Supplied material
━━━━━━━━━━━━━━━━

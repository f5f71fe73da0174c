//! Poll scheduler for the chat listener.
//!
//! A single background worker walks the monitored windows in registration
//! order. For each window it focuses the window, snapshots the message list,
//! works out which items are new and turns each of them into a [`Message`]
//! that is handed to the [`EventPublisher`]. Between windows it passes the
//! pause checkpoint so other tasks can borrow the UI safely.

use crate::automation::ChatAutomation;
use crate::classifier;
use crate::config::Config;
use crate::extractors::ContentExtractor;
use crate::pause::{PauseControl, RunState, WorkerState};
use crate::publisher::EventPublisher;
use crate::snapshot_diff::MonitoredWindow;
use crate::types::{
    ListenError, Message, MessageHandle, MessageKind, OriginKind, SenderKind, SourceKind,
    WindowRef, SYSTEM_SENDER_NAME,
};
use chrono::Utc;
use serde::Serialize;
use std::sync::atomic::{AtomicU64, Ordering};
use std::sync::{Arc, Mutex as StdMutex, PoisonError};
use tokio::sync::Mutex;
use tokio::task::JoinHandle;
use tracing::{debug, error, info, trace, warn};

/// Listener status information
#[derive(Debug, Clone, Serialize)]
pub struct ListenerStatus {
    pub state: RunState,
    pub worker: WorkerState,
    pub windows: usize,
    pub delivered_total: u64,
    pub skipped_total: u64,
}

pub struct Listener {
    config: Config,
    automation: Arc<dyn ChatAutomation>,
    publisher: Arc<EventPublisher>,
    extractor: ContentExtractor,
    /// Monitored windows in registration order
    windows: Mutex<Vec<MonitoredWindow>>,
    pause: PauseControl,
    worker: StdMutex<Option<JoinHandle<Result<(), ListenError>>>>,
    /// Messages dropped by per-message failures
    skipped: AtomicU64,
}

impl Listener {
    pub fn new(
        config: Config,
        automation: Arc<dyn ChatAutomation>,
        publisher: Arc<EventPublisher>,
    ) -> Self {
        let extractor = ContentExtractor::new(Arc::clone(&automation), config.storage.save_dir.clone());
        Self {
            config,
            automation,
            publisher,
            extractor,
            windows: Mutex::new(Vec::new()),
            pause: PauseControl::new(),
            worker: StdMutex::new(None),
            skipped: AtomicU64::new(0),
        }
    }

    /// Register windows and start the worker if it is not running yet.
    ///
    /// Windows already registered are ignored. New windows join from the
    /// worker's next pass.
    pub async fn init_listen(self: &Arc<Self>, windows: Vec<WindowRef>) -> Result<(), ListenError> {
        self.register(windows).await?;
        self.start_worker();
        Ok(())
    }

    /// Register windows without starting the worker.
    ///
    /// Each window's currently visible messages become its baseline and are
    /// never delivered. A running worker is held at its checkpoint while the
    /// baselines are taken.
    pub async fn register(&self, windows: Vec<WindowRef>) -> Result<(), ListenError> {
        let _hold = self.pause.hold().await;
        for window in windows {
            if self.is_registered(&window.title).await {
                debug!("Window {} already registered", window.title);
                continue;
            }

            let baseline = self.automation.snapshot(&window).await?;
            info!("window: {}, baseline messages: {}", window.title, baseline.len());

            let mut registry = self.windows.lock().await;
            if registry.iter().any(|w| w.title() == window.title) {
                continue;
            }
            registry.push(MonitoredWindow::with_baseline(window, &baseline));
        }
        Ok(())
    }

    async fn is_registered(&self, title: &str) -> bool {
        self.windows.lock().await.iter().any(|w| w.title() == title)
    }

    fn start_worker(self: &Arc<Self>) {
        let mut worker = self.worker.lock().unwrap_or_else(PoisonError::into_inner);
        if worker.is_some() {
            return;
        }

        let listener = Arc::clone(self);
        *worker = Some(tokio::spawn(async move { listener.run().await }));
        info!("✅ Listener worker started");
    }

    /// Take the worker's handle, e.g. to await its exit
    pub fn take_worker(&self) -> Option<JoinHandle<Result<(), ListenError>>> {
        self.worker.lock().unwrap_or_else(PoisonError::into_inner).take()
    }

    async fn run(&self) -> Result<(), ListenError> {
        let result = self.poll_forever().await;
        self.pause.mark_stopped();
        if let Err(e) = &result {
            error!("Listener worker halted: {}", e);
        }
        result
    }

    async fn poll_forever(&self) -> Result<(), ListenError> {
        loop {
            self.poll_cycle().await?;
            tokio::time::sleep(self.config.timing.cycle_interval()).await;
        }
    }

    /// One pass over every monitored window
    pub async fn poll_cycle(&self) -> Result<(), ListenError> {
        let titles: Vec<String> = self
            .windows
            .lock()
            .await
            .iter()
            .map(|w| w.title().to_string())
            .collect();

        for title in titles {
            self.pause.checkpoint().await;
            let result = self.poll_window(&title).await;
            self.pause.leave();

            match result {
                Ok(()) => {}
                Err(ListenError::WindowUnavailable(_)) if self.config.listen.drop_unavailable_windows => {
                    warn!("⚠️  Window {} is gone, no longer listening to it", title);
                    self.windows.lock().await.retain(|w| w.title() != title);
                }
                Err(e) => return Err(e),
            }
        }
        Ok(())
    }

    async fn poll_window(&self, title: &str) -> Result<(), ListenError> {
        let state = match self.windows.lock().await.iter().find(|w| w.title() == title) {
            Some(state) => state.clone(),
            None => return Ok(()),
        };
        let window = &state.window;

        self.automation.focus(window).await?;
        tokio::time::sleep(self.config.timing.settle_delay()).await;

        let snapshot = self.automation.snapshot(window).await?;
        let outcome = state.diff(&snapshot)?;
        if outcome.is_empty() {
            return Ok(());
        }

        for handle in &snapshot[outcome.fresh.clone()] {
            match self.build_message(window, handle).await {
                Ok(message) => {
                    info!("📥 {}: {} from {}", window.title, message.kind.as_str(), message.sender_name);
                    self.publisher.publish(&message, window);
                }
                Err(e) if e.is_per_message() => {
                    self.skipped.fetch_add(1, Ordering::Relaxed);
                    warn!("Skipping message {:?} in {}: {}", handle.label, window.title, e);
                }
                Err(e) => return Err(e),
            }
        }

        let mut registry = self.windows.lock().await;
        if let Some(stored) = registry.iter_mut().find(|w| w.title() == title) {
            stored.commit(&snapshot, &outcome);
        }
        Ok(())
    }

    /// Classify and extract one new message item
    pub async fn build_message(
        &self,
        window: &WindowRef,
        handle: &MessageHandle,
    ) -> Result<Message, ListenError> {
        let automation = self.automation.as_ref();
        let envelope = classifier::envelope(
            automation,
            window,
            handle,
            self.config.classification.friend_avatar_offset,
        )
        .await?;

        if envelope.source == SourceKind::System {
            let notice = self.extractor.system_notice(handle).await?;
            trace!("System notice in {}: {}", window.title, notice);
            return Ok(Message {
                kind: MessageKind::Text,
                source_kind: SourceKind::System,
                sender_kind: SenderKind::Myself,
                origin_kind: OriginKind::Single,
                content: vec![notice],
                sender_name: SYSTEM_SENDER_NAME.to_string(),
                origin_window: window.title.clone(),
                received_at: Utc::now(),
            });
        }

        let kind = classifier::classify(automation, handle).await?;
        let content = self.extractor.extract(window, handle, kind).await?;

        Ok(Message {
            kind,
            source_kind: envelope.source,
            sender_kind: envelope.sender,
            origin_kind: envelope.origin,
            content: content.into_lines(),
            sender_name: envelope.sender_name,
            origin_window: window.title.clone(),
            received_at: Utc::now(),
        })
    }

    /// Pause the worker and wait until it is outside every window
    pub async fn pause(&self) {
        self.pause.pause().await;
    }

    pub fn resume(&self) {
        self.pause.resume();
    }

    /// Handle on the pause control, for callers that outlive a borrow
    pub fn pause_control(&self) -> PauseControl {
        self.pause.clone()
    }

    pub fn publisher(&self) -> &Arc<EventPublisher> {
        &self.publisher
    }

    /// Titles of the monitored windows, in registration order
    pub async fn windows(&self) -> Vec<String> {
        self.windows
            .lock()
            .await
            .iter()
            .map(|w| w.title().to_string())
            .collect()
    }

    /// Labels recorded for a window after its last productive poll
    pub async fn last_snapshot(&self, title: &str) -> Option<Vec<String>> {
        self.windows
            .lock()
            .await
            .iter()
            .find(|w| w.title() == title)
            .map(|w| w.last_snapshot().to_vec())
    }

    pub async fn status(&self) -> ListenerStatus {
        ListenerStatus {
            state: self.pause.state(),
            worker: self.pause.worker_state(),
            windows: self.windows.lock().await.len(),
            delivered_total: self.publisher.published_count(),
            skipped_total: self.skipped.load(Ordering::Relaxed),
        }
    }
}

━━━━━━━━━━━━━━━━

The task
Transcribe verbatim. Cover the lines from the first line of the entries above to the line containing "use serde::Serialize;", inclusive.

Solution to this task
repository f5f71fe73da0174c
//! Poll scheduler for the chat listener.
//!
//! A single background worker walks the monitored windows in registration
//! order. For each window it focuses the window, snapshots the message list,
//! works out which items are new and turns each of them into a [`Message`]
//! that is handed to the [`EventPublisher`]. Between windows it passes the
//! pause checkpoint so other tasks can borrow the UI safely.

use crate::automation::ChatAutomation;
use crate::classifier;
use crate::config::Config;
use crate::extractors::ContentExtractor;
use crate::pause::{PauseControl, RunState, WorkerState};
use crate::publisher::EventPublisher;
use crate::snapshot_diff::MonitoredWindow;
use crate::types::{
    ListenError, Message, MessageHandle, MessageKind, OriginKind, SenderKind, SourceKind,
    WindowRef, SYSTEM_SENDER_NAME,
};
use chrono::Utc;
use serde::Serialize;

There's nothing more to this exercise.